The voice boomed, “There's no time to waste, you deck apes! A perfect day for a maiden voyage. The winds are north-northwest. Watch those lines! Batten down those hatches!”

The prow plunged low in the water, goring the heaving swells. White foam flew over the bulwarks, spraying the small deckhouse and blinding the men. With a terrible roar the gale winds struck full force, driving the boat yawingly across rolling seas. The cables frayed and snapped, and the wind ripped the patched mainsail from the mast, sending it flying like a ghost through the nightmare sky. For a while the men drifted, the wheel wrenched free of their grasp, and the white, curling crests rocked the boat violently back and forth, spinning it round and round. From afar the vessel must have looked like the last surviving ship of a doomed armada escaped from unknown cannibal lands, a skeleton crew of raving maniacs trying to keep her afloat.

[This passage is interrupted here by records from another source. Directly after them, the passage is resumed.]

//! Caption timing: word-level alignment and subtitle assembly.

use super::WordTiming;
use crate::resilience::{CallError, CallOptions, HttpRequest, OperationClass, ResilientCaller};
use crate::validate;
use async_trait::async_trait;
use serde::Deserialize;
use std::sync::Arc;

const SERVICE: &str = "align";

/// Words per subtitle cue. Short cues read better on a phone screen.
const WORDS_PER_CUE: usize = 3;

/// Word-level alignment capability.
///
/// Only consulted when the TTS provider did not return timings inline.
#[async_trait]
pub trait CaptionAligner: Send + Sync {
    async fn align(
        &self,
        script: &str,
        audio: &[u8],
        idempotency_key: &str,
    ) -> Result<Vec<WordTiming>, CallError>;
}

/// HTTP alignment client.
pub struct HttpCaptionAligner {
    base_url: String,
    api_key: String,
    caller: Arc<ResilientCaller>,
}

#[derive(Deserialize)]
struct AlignResponse {
    words: Vec<WordTiming>,
}

impl HttpCaptionAligner {
    pub fn new(base_url: impl Into<String>, api_key: impl Into<String>, caller: Arc<ResilientCaller>) -> Self {
        Self {
            base_url: base_url.into().trim_end_matches('/').to_string(),
            api_key: api_key.into(),
            caller,
        }
    }
}

#[async_trait]
impl CaptionAligner for HttpCaptionAligner {
    async fn align(
        &self,
        script: &str,
        audio: &[u8],
        idempotency_key: &str,
    ) -> Result<Vec<WordTiming>, CallError> {
        use base64::{engine::general_purpose::STANDARD, Engine as _};
        let body = serde_json::json!({
            "text": script,
            "audio_base64": STANDARD.encode(audio),
        });
        let response = self
            .caller
            .call(
                SERVICE,
                OperationClass::Generation,
                HttpRequest::post(format!("{}/v1/align", self.base_url))
                    .bearer(&self.api_key)
                    .json_body(&body),
                CallOptions {
                    max_attempts: 3,
                    idempotency_key: Some(idempotency_key.to_string()),
                    ..Default::default()
                },
            )
            .await?;

        let value: serde_json::Value = response.json()?;
        validate::check_allowed_keys(&value, &["words"], "alignment response")?;
        let parsed: AlignResponse = response.json()?;
        validate_timings(&parsed.words)?;
        Ok(parsed.words)
    }
}

/// Rejects alignment output that is empty or runs backwards.
pub(crate) fn validate_timings(timings: &[WordTiming]) -> Result<(), CallError> {
    if timings.is_empty() {
        return Err(CallError::Validation(
            crate::validate::ValidationError::Missing {
                field: "word timings".to_string(),
            },
        ));
    }
    for timing in timings {
        if timing.end_ms < timing.start_ms {
            return Err(CallError::Validation(
                crate::validate::ValidationError::NotAllowed {
                    field: format!("timing for {:?}", timing.word),
                },
            ));
        }
    }
    Ok(())
}

/// Formats a millisecond offset as an SRT timestamp.
fn srt_timestamp(ms: u64) -> String {
    let hours = ms / 3_600_000;
    let minutes = (ms % 3_600_000) / 60_000;
    let seconds = (ms % 60_000) / 1000;
    let millis = ms % 1000;
    format!("{:02}:{:02}:{:02},{:03}", hours, minutes, seconds, millis)
}

/// Builds an SRT document from word timings, grouping up to
/// [`WORDS_PER_CUE`] words per cue.
pub fn build_srt(timings: &[WordTiming]) -> String {
    let mut srt = String::new();
    for (index, group) in timings.chunks(WORDS_PER_CUE).enumerate() {
        let start = group.first().map(|t| t.start_ms).unwrap_or(0);
        let end = group.last().map(|t| t.end_ms).unwrap_or(start);
        let text = group
            .iter()
            .map(|t| t.word.as_str())
            .collect::<Vec<_>>()
            .join(" ");
        srt.push_str(&format!(
            "{}\n{} --> {}\n{}\n\n",
            index + 1,
            srt_timestamp(start),
            srt_timestamp(end),
            text
        ));
    }
    srt
}

#[cfg(test)]
mod tests {
    use super::*;

    fn word(word: &str, start_ms: u64, end_ms: u64) -> WordTiming {
        WordTiming {
            word: word.to_string(),
            start_ms,
            end_ms,
        }
    }

    #[test]
    fn srt_timestamps_format() {
        assert_eq!(srt_timestamp(0), "00:00:00,000");
        assert_eq!(srt_timestamp(61_250), "00:01:01,250");
        assert_eq!(srt_timestamp(3_600_000), "01:00:00,000");
    }

    #[test]
    fn srt_groups_words_into_cues() {
        let timings = vec![
            word("three", 0, 300),
            word("morning", 300, 700),
            word("habits", 700, 1100),
            word("that", 1100, 1300),
            word("stick", 1300, 1700),
        ];
        let srt = build_srt(&timings);

        assert!(srt.starts_with("1\n00:00:00,000 --> 00:00:01,100\nthree morning habits\n"));
        assert!(srt.contains("2\n00:00:01,100 --> 00:00:01,700\nthat stick\n"));
    }

    #[test]
    fn rejects_empty_timings() {
        assert!(validate_timings(&[]).is_err());
    }

    #[test]
    fn rejects_backwards_timings() {
        assert!(validate_timings(&[word("x", 500, 100)]).is_err());
    }
}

The hull didn't begin taking on water until the snow started falling and the sea and sky became uniformly gray and the coast was little more than a hopeful smudge of soft shale cliffs, the craggy headlands thrashed by shrieking gusts. The men did not break into a buoyant sea shanty or dance a spirited jig. Their piety had limits, and a few blasphemers dared to mutiny, their wills shaken by the tempest. They abandoned the helm and with quick sidelong strides made their way across the creaking deck.

“As leaky as an unstaunched wench!” they cried and retched over the side, clinging to ropes and rails and to distant, happy memories they knew would be their last. There were no life jackets aboard and no radio to make a distress call—these provisions, the goddess had assured them, were unnecessary—and in great haste the men used the rigging to lash themselves to the mast.